[MATERIAL FOR THIS EXERCISE Boundary: Start]
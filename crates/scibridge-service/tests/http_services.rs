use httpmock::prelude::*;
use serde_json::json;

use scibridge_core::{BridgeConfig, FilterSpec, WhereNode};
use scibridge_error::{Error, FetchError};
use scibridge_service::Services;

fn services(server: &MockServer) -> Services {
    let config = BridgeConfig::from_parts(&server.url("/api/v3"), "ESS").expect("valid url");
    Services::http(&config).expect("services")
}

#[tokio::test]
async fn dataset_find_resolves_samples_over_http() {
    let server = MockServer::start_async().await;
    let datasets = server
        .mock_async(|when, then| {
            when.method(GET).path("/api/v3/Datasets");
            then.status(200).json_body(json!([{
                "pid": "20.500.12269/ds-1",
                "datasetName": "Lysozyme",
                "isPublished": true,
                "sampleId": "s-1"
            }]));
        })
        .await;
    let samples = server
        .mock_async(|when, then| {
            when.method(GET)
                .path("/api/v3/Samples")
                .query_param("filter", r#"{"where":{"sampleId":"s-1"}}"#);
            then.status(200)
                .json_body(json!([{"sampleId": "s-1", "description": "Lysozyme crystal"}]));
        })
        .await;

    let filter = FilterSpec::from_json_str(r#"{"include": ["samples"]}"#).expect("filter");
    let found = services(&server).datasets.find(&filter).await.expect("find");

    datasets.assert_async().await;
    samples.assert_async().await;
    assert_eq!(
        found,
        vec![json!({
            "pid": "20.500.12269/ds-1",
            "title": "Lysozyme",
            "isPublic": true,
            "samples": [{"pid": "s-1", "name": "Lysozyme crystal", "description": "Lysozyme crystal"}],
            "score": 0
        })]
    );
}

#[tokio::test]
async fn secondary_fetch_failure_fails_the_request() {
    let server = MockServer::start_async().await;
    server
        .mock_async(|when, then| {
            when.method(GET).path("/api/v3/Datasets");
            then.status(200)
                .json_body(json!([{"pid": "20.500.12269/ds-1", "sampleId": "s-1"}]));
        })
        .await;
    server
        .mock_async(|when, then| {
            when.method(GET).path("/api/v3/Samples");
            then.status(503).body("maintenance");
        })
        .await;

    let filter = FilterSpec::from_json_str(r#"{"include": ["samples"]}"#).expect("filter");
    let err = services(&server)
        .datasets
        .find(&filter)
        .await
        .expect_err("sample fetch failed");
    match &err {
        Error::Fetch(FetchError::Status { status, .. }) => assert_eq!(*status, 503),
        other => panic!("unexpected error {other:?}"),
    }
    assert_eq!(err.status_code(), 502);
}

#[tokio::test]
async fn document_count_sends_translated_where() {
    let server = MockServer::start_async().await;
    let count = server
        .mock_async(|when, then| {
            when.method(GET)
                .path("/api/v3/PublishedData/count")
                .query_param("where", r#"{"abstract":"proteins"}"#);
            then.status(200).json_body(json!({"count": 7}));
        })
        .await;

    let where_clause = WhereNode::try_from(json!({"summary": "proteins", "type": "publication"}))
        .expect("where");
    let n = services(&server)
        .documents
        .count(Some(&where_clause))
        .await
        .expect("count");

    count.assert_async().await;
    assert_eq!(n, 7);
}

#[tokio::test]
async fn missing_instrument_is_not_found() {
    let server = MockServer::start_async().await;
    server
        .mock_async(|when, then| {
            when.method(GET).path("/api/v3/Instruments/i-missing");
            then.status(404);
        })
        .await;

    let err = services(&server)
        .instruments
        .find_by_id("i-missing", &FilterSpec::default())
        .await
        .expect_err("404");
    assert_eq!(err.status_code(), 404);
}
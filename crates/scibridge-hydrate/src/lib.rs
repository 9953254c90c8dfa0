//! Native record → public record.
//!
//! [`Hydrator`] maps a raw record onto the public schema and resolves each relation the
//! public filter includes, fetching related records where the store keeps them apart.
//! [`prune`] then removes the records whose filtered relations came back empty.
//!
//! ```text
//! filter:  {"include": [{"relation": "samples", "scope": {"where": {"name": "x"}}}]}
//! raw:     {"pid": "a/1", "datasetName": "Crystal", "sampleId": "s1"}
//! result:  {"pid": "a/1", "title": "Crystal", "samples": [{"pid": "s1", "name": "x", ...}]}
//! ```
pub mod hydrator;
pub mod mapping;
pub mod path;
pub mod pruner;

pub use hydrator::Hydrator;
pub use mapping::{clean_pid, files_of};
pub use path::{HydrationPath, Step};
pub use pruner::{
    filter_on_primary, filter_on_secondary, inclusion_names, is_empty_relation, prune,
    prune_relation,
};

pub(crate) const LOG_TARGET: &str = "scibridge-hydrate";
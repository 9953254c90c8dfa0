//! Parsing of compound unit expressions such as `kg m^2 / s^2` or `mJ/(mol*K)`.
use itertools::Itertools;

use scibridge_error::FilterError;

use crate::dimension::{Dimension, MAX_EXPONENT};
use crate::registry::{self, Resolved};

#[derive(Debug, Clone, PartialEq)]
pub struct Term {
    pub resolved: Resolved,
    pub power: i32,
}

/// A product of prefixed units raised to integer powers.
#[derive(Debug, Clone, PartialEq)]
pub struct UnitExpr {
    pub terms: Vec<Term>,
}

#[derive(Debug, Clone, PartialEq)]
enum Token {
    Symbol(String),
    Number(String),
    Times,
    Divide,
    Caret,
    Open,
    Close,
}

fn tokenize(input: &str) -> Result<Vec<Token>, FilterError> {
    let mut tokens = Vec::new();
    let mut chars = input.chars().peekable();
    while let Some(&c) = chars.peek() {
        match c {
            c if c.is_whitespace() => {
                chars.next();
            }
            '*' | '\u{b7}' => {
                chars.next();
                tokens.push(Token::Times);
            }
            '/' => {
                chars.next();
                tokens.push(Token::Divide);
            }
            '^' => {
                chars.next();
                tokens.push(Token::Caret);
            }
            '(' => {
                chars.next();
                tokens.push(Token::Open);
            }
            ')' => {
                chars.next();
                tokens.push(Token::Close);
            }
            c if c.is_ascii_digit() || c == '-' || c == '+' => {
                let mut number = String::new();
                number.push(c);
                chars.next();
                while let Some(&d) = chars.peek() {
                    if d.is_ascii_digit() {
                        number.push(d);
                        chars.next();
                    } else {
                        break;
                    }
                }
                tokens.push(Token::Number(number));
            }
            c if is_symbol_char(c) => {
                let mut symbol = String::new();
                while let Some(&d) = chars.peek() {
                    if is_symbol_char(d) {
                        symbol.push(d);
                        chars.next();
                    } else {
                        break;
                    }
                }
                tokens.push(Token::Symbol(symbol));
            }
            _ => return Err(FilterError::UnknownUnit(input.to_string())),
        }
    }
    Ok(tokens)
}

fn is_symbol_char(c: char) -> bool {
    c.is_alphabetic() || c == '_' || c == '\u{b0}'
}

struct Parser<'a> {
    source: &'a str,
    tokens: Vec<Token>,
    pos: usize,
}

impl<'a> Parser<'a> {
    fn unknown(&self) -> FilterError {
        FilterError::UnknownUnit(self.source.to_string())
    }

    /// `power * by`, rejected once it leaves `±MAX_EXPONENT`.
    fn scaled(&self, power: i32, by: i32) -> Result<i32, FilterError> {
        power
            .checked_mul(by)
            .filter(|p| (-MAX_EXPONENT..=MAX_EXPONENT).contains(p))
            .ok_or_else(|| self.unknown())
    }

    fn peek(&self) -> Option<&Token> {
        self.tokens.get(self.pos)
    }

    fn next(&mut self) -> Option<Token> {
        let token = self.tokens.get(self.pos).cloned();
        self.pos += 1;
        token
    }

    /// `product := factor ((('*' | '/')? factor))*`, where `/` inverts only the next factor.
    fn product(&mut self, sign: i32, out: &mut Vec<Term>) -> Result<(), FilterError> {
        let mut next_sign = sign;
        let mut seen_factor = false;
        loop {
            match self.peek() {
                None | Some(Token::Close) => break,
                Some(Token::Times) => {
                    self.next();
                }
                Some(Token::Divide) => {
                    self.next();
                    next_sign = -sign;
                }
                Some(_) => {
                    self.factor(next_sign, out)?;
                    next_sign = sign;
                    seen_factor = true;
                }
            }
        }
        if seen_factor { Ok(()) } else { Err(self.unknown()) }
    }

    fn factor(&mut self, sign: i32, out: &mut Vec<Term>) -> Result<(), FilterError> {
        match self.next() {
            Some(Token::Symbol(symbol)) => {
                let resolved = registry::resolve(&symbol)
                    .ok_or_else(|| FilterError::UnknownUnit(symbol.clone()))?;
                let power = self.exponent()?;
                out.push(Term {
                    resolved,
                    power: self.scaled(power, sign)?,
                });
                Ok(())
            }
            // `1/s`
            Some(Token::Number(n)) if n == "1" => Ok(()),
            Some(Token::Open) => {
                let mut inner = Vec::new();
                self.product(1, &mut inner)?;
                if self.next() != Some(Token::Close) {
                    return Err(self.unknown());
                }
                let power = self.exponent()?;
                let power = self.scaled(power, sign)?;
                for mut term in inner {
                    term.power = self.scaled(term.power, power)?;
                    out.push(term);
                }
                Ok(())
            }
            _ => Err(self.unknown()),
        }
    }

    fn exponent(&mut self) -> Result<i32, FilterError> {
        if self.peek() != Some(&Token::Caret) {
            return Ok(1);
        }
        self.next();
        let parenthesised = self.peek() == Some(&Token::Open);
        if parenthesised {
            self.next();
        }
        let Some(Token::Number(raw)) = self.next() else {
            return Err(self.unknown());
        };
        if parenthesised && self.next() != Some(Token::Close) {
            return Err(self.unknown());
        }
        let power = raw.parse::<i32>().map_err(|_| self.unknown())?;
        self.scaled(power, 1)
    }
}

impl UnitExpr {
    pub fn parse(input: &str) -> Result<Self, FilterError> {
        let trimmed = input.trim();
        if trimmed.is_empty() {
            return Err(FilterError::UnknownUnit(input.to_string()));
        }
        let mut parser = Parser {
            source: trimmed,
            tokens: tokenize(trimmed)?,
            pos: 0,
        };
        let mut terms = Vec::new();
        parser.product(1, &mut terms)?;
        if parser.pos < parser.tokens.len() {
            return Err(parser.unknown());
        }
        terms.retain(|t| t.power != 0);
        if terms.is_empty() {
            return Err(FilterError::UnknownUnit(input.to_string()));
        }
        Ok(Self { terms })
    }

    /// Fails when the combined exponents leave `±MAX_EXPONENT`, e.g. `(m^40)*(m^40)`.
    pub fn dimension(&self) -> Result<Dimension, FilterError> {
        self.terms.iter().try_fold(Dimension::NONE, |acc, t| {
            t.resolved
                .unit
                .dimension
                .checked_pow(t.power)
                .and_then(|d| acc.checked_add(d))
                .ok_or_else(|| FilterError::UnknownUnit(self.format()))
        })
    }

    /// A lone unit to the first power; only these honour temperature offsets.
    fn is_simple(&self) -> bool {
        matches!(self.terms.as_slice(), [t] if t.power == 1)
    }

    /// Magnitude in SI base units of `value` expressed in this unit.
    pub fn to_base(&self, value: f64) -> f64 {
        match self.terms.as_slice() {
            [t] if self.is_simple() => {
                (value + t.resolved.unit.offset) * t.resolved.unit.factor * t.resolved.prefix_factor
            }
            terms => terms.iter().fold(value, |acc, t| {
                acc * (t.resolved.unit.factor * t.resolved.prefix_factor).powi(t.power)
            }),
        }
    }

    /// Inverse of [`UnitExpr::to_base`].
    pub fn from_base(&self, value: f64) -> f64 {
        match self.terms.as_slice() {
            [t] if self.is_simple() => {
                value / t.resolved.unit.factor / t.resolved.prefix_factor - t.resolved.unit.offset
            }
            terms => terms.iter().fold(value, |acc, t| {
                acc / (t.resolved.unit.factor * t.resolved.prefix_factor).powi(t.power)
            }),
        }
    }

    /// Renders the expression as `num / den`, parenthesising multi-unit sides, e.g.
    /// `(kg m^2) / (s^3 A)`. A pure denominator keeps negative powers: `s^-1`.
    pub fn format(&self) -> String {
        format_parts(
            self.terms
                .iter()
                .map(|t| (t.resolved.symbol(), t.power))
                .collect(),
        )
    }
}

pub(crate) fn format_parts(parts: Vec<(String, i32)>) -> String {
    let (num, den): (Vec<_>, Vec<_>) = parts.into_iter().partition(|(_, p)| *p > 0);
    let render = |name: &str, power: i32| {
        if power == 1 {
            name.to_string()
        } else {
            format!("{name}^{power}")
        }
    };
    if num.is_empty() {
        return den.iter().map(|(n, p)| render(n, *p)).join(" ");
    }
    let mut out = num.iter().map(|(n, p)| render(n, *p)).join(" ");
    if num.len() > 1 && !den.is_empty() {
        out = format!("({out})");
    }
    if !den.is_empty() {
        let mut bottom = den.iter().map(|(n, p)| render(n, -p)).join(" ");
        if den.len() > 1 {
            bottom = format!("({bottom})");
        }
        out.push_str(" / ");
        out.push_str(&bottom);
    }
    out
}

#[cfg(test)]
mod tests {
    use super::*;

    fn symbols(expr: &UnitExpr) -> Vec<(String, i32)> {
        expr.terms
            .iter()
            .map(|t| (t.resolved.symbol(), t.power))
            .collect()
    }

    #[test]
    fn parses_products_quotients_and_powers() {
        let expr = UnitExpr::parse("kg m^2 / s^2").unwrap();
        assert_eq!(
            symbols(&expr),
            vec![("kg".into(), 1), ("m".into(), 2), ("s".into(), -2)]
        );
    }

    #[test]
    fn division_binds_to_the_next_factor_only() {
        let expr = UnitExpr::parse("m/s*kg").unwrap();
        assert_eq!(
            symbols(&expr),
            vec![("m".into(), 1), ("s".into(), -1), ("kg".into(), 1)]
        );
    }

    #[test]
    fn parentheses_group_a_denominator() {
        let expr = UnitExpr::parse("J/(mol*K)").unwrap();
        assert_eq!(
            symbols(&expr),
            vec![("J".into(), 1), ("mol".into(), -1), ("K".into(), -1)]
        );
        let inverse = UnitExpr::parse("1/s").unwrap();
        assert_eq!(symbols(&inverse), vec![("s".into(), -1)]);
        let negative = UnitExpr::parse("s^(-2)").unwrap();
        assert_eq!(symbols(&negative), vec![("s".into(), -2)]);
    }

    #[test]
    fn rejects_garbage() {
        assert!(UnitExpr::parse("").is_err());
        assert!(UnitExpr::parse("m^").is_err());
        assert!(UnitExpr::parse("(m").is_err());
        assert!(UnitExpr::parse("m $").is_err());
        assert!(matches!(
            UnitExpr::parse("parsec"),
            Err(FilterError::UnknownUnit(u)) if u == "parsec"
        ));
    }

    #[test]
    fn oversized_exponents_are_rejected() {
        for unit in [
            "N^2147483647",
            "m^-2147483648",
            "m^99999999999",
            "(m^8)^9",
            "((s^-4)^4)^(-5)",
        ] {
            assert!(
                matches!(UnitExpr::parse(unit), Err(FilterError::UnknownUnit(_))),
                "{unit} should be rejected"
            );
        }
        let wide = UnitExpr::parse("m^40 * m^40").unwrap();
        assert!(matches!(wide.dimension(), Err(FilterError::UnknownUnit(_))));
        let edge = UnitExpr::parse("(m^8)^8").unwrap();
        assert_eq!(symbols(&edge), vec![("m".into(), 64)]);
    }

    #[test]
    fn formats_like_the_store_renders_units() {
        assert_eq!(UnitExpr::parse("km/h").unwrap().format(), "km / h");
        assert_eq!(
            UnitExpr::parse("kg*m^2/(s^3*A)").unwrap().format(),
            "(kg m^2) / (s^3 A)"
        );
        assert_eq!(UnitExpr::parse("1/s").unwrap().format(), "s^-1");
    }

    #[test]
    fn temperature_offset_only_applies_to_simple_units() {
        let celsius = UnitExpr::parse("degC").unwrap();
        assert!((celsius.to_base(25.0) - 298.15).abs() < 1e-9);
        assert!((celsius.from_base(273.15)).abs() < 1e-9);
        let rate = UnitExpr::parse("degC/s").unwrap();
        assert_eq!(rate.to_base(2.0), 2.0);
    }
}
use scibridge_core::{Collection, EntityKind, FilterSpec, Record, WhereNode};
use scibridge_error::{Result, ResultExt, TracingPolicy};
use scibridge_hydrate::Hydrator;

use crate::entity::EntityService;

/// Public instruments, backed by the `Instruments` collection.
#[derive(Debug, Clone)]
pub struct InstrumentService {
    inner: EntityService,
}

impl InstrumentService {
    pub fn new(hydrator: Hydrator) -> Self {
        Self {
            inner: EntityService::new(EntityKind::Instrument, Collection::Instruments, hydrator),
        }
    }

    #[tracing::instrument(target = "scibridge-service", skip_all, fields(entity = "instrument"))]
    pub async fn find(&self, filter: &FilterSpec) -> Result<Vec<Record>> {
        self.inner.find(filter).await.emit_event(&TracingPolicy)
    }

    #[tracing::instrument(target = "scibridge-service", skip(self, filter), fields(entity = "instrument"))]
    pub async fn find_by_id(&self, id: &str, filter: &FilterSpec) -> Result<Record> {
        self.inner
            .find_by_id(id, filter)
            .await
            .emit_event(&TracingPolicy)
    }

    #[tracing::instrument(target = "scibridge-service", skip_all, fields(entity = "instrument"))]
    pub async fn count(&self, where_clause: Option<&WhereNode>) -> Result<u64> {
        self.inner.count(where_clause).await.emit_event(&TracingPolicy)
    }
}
[MATERIAL FOR THIS EXERCISE Boundary: End]
WHAT YOU WILL DO - Your job is to print exactly the lines that run from the top of the entries through the line with "use scibridge_service::Services;", and no others.

SOLUTION -
filename crates/scibridge-service/tests/http_services.rs
use httpmock::prelude::*;
use serde_json::json;

use scibridge_core::{BridgeConfig, FilterSpec, WhereNode};
use scibridge_error::{Error, FetchError};
use scibridge_service::Services;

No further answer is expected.